TASK BRIEF – The records under this task must be duplicated exactly.

START TASK MATERIAL

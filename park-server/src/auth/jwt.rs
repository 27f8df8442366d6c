//! JWT 令牌服务
//!
//! 管理员登录成功后签发访问令牌；中间件据此识别后续请求。
//! 单管理员场景只有一个角色 (`admin`)，不携带权限列表。

use chrono::{Duration, Utc};
use jsonwebtoken::errors::ErrorKind;
use jsonwebtoken::{Algorithm, DecodingKey, EncodingKey, Header, Validation, decode, encode};
use serde::{Deserialize, Serialize};
use thiserror::Error;

/// JWT 配置
#[derive(Debug, Clone)]
pub struct JwtConfig {
    /// 签名密钥 (至少 32 字节)
    pub secret: String,
    /// 令牌有效期 (分钟)
    pub expiration_minutes: i64,
    /// 签发者
    pub issuer: String,
    /// 受众
    pub audience: String,
}

impl Default for JwtConfig {
    fn default() -> Self {
        Self {
            secret: load_jwt_secret(),
            expiration_minutes: std::env::var("JWT_EXPIRATION_MINUTES")
                .ok()
                .and_then(|s| s.parse().ok())
                .unwrap_or(720), // 默认 12 小时
            issuer: std::env::var("JWT_ISSUER").unwrap_or_else(|_| "park-server".to_string()),
            audience: std::env::var("JWT_AUDIENCE").unwrap_or_else(|_| "park-admin".to_string()),
        }
    }
}

/// 从环境变量加载密钥；开发环境缺失时生成临时密钥
fn load_jwt_secret() -> String {
    match std::env::var("JWT_SECRET") {
        Ok(secret) if secret.len() >= 32 => secret,
        Ok(_) => {
            tracing::warn!("JWT_SECRET is shorter than 32 characters; generating temporary key");
            generate_dev_secret()
        }
        Err(_) => {
            tracing::warn!("JWT_SECRET not set; generating temporary key (sessions reset on restart)");
            generate_dev_secret()
        }
    }
}

/// 生成可打印的随机密钥 (开发环境)
fn generate_dev_secret() -> String {
    use rand::Rng;
    const CHARSET: &[u8] =
        b"ABCDEFGHIJKLMNOPQRSTUVWXYZabcdefghijklmnopqrstuvwxyz0123456789!@#$%^&*()-_=+";
    let mut rng = rand::thread_rng();
    (0..64)
        .map(|_| CHARSET[rng.gen_range(0..CHARSET.len())] as char)
        .collect()
}

/// 存储在令牌中的 Claims
#[derive(Debug, Clone, Serialize, Deserialize)]
pub struct Claims {
    /// 用户名 (Subject)
    pub sub: String,
    /// 角色
    pub role: String,
    /// 过期时间戳
    pub exp: i64,
    /// 签发时间戳
    pub iat: i64,
    /// 签发者
    pub iss: String,
    /// 受众
    pub aud: String,
}

/// JWT 错误
#[derive(Error, Debug)]
pub enum JwtError {
    #[error("无效令牌: {0}")]
    InvalidToken(String),

    #[error("令牌已过期")]
    ExpiredToken,

    #[error("无效签名")]
    InvalidSignature,

    #[error("令牌生成失败: {0}")]
    GenerationFailed(String),
}

/// JWT 令牌服务
#[derive(Clone)]
pub struct JwtService {
    pub config: JwtConfig,
    encoding_key: EncodingKey,
    decoding_key: DecodingKey,
}

impl JwtService {
    pub fn new() -> Self {
        Self::with_config(JwtConfig::default())
    }

    pub fn with_config(config: JwtConfig) -> Self {
        let encoding_key = EncodingKey::from_secret(config.secret.as_bytes());
        let decoding_key = DecodingKey::from_secret(config.secret.as_bytes());
        Self {
            config,
            encoding_key,
            decoding_key,
        }
    }

    /// 为管理员签发令牌
    pub fn generate_token(&self, username: &str) -> Result<String, JwtError> {
        let now = Utc::now();
        let expiration = now + Duration::minutes(self.config.expiration_minutes);

        let claims = Claims {
            sub: username.to_string(),
            role: "admin".to_string(),
            exp: expiration.timestamp(),
            iat: now.timestamp(),
            iss: self.config.issuer.clone(),
            aud: self.config.audience.clone(),
        };

        encode(&Header::default(), &claims, &self.encoding_key)
            .map_err(|e| JwtError::GenerationFailed(e.to_string()))
    }

    /// 验证并解码令牌
    pub fn validate_token(&self, token: &str) -> Result<Claims, JwtError> {
        let mut validation = Validation::new(Algorithm::HS256);
        validation.set_audience(&[&self.config.audience]);
        validation.set_issuer(&[&self.config.issuer]);
        validation.set_required_spec_claims(&["sub", "exp", "iat", "iss", "aud"]);

        let token_data = decode::<Claims>(token, &self.decoding_key, &validation).map_err(|e| {
            match e.kind() {
                ErrorKind::ExpiredSignature => JwtError::ExpiredToken,
                ErrorKind::InvalidSignature => JwtError::InvalidSignature,
                ErrorKind::InvalidToken => JwtError::InvalidToken(e.to_string()),
                _ => JwtError::InvalidToken(format!("Token validation failed: {}", e)),
            }
        })?;

        Ok(token_data.claims)
    }

    /// 从 Authorization 头提取令牌
    pub fn extract_from_header(header: &str) -> Option<&str> {
        header.strip_prefix("Bearer ")
    }
}

impl Default for JwtService {
    fn default() -> Self {
        Self::new()
    }
}

/// 当前用户上下文 (认证中间件注入请求扩展)
#[derive(Debug, Clone)]
pub struct CurrentUser {
    pub username: String,
    pub role: String,
}

impl From<Claims> for CurrentUser {
    fn from(claims: Claims) -> Self {
        Self {
            username: claims.sub,
            role: claims.role,
        }
    }
}

impl CurrentUser {
    pub fn is_admin(&self) -> bool {
        self.role == "admin"
    }
}

#[cfg(test)]
mod tests {
    use super::*;

    fn test_service() -> JwtService {
        JwtService::with_config(JwtConfig {
            secret: "test-secret-test-secret-test-secret!".to_string(),
            expiration_minutes: 5,
            issuer: "park-server".to_string(),
            audience: "park-admin".to_string(),
        })
    }

    #[test]
    fn test_token_roundtrip() {
        let service = test_service();
        let token = service.generate_token("admin").unwrap();
        let claims = service.validate_token(&token).unwrap();

        assert_eq!(claims.sub, "admin");
        assert_eq!(claims.role, "admin");
        assert!(CurrentUser::from(claims).is_admin());
    }

    #[test]
    fn test_token_from_other_secret_rejected() {
        let token = test_service().generate_token("admin").unwrap();

        let other = JwtService::with_config(JwtConfig {
            secret: "another-secret-another-secret-another!".to_string(),
            expiration_minutes: 5,
            issuer: "park-server".to_string(),
            audience: "park-admin".to_string(),
        });
        assert!(matches!(
            other.validate_token(&token),
            Err(JwtError::InvalidSignature)
        ));
    }

    #[test]
    fn test_header_extraction() {
        assert_eq!(JwtService::extract_from_header("Bearer abc"), Some("abc"));
        assert_eq!(JwtService::extract_from_header("Basic abc"), None);
    }
}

END TASK MATERIAL

EXPECTED OUTPUT –
filename park-server/src/auth/jwt.rs
repository 27f8df8442366d6c
//! JWT 令牌服务
//!
//! 管理员登录成功后签发访问令牌；中间件据此识别后续请求。
//! 单管理员场景只有一个角色 (`admin`)，不携带权限列表。

use chrono::{Duration, Utc};
use jsonwebtoken::errors::ErrorKind;
use jsonwebtoken::{Algorithm, DecodingKey, EncodingKey, Header, Validation, decode, encode};
use serde::{Deserialize, Serialize};
use thiserror::Error;

/// JWT 配置
#[derive(Debug, Clone)]
pub struct JwtConfig {
    /// 签名密钥 (至少 32 字节)
    pub secret: String,
    /// 令牌有效期 (分钟)
    pub expiration_minutes: i64,
    /// 签发者
    pub issuer: String,
    /// 受众
    pub audience: String,
}

impl Default for JwtConfig {
    fn default() -> Self {
        Self {
            secret: load_jwt_secret(),
            expiration_minutes: std::env::var("JWT_EXPIRATION_MINUTES")
                .ok()
                .and_then(|s| s.parse().ok())
                .unwrap_or(720), // 默认 12 小时
            issuer: std::env::var("JWT_ISSUER").unwrap_or_else(|_| "park-server".to_string()),
            audience: std::env::var("JWT_AUDIENCE").unwrap_or_else(|_| "park-admin".to_string()),
        }
    }
}

/// 从环境变量加载密钥；开发环境缺失时生成临时密钥
fn load_jwt_secret() -> String {
    match std::env::var("JWT_SECRET") {
        Ok(secret) if secret.len() >= 32 => secret,
        Ok(_) => {
            tracing::warn!("JWT_SECRET is shorter than 32 characters; generating temporary key");
            generate_dev_secret()
        }
        Err(_) => {
            tracing::warn!("JWT_SECRET not set; generating temporary key (sessions reset on restart)");
            generate_dev_secret()
        }
    }
}

/// 生成可打印的随机密钥 (开发环境)
fn generate_dev_secret() -> String {
    use rand::Rng;
    const CHARSET: &[u8] =
        b"ABCDEFGHIJKLMNOPQRSTUVWXYZabcdefghijklmnopqrstuvwxyz0123456789!@#$%^&*()-_=+";
    let mut rng = rand::thread_rng();
    (0..64)
        .map(|_| CHARSET[rng.gen_range(0..CHARSET.len())] as char)
        .collect()
}

/// 存储在令牌中的 Claims
#[derive(Debug, Clone, Serialize, Deserialize)]
pub struct Claims {
    /// 用户名 (Subject)
    pub sub: String,
    /// 角色
    pub role: String,
    /// 过期时间戳
    pub exp: i64,
    /// 签发时间戳
    pub iat: i64,
    /// 签发者
    pub iss: String,
    /// 受众
    pub aud: String,
}

/// JWT 错误
#[derive(Error, Debug)]
pub enum JwtError {
    #[error("无效令牌: {0}")]
    InvalidToken(String),

    #[error("令牌已过期")]
    ExpiredToken,

    #[error("无效签名")]
    InvalidSignature,

    #[error("令牌生成失败: {0}")]
    GenerationFailed(String),
}

/// JWT 令牌服务
#[derive(Clone)]
pub struct JwtService {
    pub config: JwtConfig,
    encoding_key: EncodingKey,
    decoding_key: DecodingKey,
}

impl JwtService {
    pub fn new() -> Self {
        Self::with_config(JwtConfig::default())
    }

    pub fn with_config(config: JwtConfig) -> Self {
        let encoding_key = EncodingKey::from_secret(config.secret.as_bytes());
        let decoding_key = DecodingKey::from_secret(config.secret.as_bytes());
        Self {
            config,
            encoding_key,
            decoding_key,
        }
    }

    /// 为管理员签发令牌
    pub fn generate_token(&self, username: &str) -> Result<String, JwtError> {
        let now = Utc::now();
        let expiration = now + Duration::minutes(self.config.expiration_minutes);

        let claims = Claims {
            sub: username.to_string(),
            role: "admin".to_string(),
            exp: expiration.timestamp(),
            iat: now.timestamp(),
            iss: self.config.issuer.clone(),
            aud: self.config.audience.clone(),
        };

        encode(&Header::default(), &claims, &self.encoding_key)
            .map_err(|e| JwtError::GenerationFailed(e.to_string()))
    }

    /// 验证并解码令牌
    pub fn validate_token(&self, token: &str) -> Result<Claims, JwtError> {
        let mut validation = Validation::new(Algorithm::HS256);
        validation.set_audience(&[&self.config.audience]);
        validation.set_issuer(&[&self.config.issuer]);
        validation.set_required_spec_claims(&["sub", "exp", "iat", "iss", "aud"]);

        let token_data = decode::<Claims>(token, &self.decoding_key, &validation).map_err(|e| {
            match e.kind() {
                ErrorKind::ExpiredSignature => JwtError::ExpiredToken,
                ErrorKind::InvalidSignature => JwtError::InvalidSignature,
                ErrorKind::InvalidToken => JwtError::InvalidToken(e.to_string()),
                _ => JwtError::InvalidToken(format!("Token validation failed: {}", e)),
            }
        })?;

        Ok(token_data.claims)
    }

    /// 从 Authorization 头提取令牌
    pub fn extract_from_header(header: &str) -> Option<&str> {
        header.strip_prefix("Bearer ")
    }
}

impl Default for JwtService {
    fn default() -> Self {
        Self::new()
    }
}

/// 当前用户上下文 (认证中间件注入请求扩展)
#[derive(Debug, Clone)]
pub struct CurrentUser {
    pub username: String,
    pub role: String,
}

impl From<Claims> for CurrentUser {
    fn from(claims: Claims) -> Self {
        Self {
            username: claims.sub,
            role: claims.role,
        }
    }
}

impl CurrentUser {
    pub fn is_admin(&self) -> bool {
        self.role == "admin"
    }
}

#[cfg(test)]
mod tests {
    use super::*;

    fn test_service() -> JwtService {
        JwtService::with_config(JwtConfig {
            secret: "test-secret-test-secret-test-secret!".to_string(),
            expiration_minutes: 5,
            issuer: "park-server".to_string(),
            audience: "park-admin".to_string(),
        })
    }

    #[test]
    fn test_token_roundtrip() {
        let service = test_service();
        let token = service.generate_token("admin").unwrap();
        let claims = service.validate_token(&token).unwrap();

        assert_eq!(claims.sub, "admin");
        assert_eq!(claims.role, "admin");
        assert!(CurrentUser::from(claims).is_admin());
    }

    #[test]
    fn test_token_from_other_secret_rejected() {
        let token = test_service().generate_token("admin").unwrap();

        let other = JwtService::with_config(JwtConfig {
            secret: "another-secret-another-secret-another!".to_string(),
            expiration_minutes: 5,
            issuer: "park-server".to_string(),
            audience: "park-admin".to_string(),
        });
        assert!(matches!(
            other.validate_token(&token),
            Err(JwtError::InvalidSignature)
        ));
    }

    #[test]
    fn test_header_extraction() {
        assert_eq!(JwtService::extract_from_header("Bearer abc"), Some("abc"));
        assert_eq!(JwtService::extract_from_header("Basic abc"), None);
    }
}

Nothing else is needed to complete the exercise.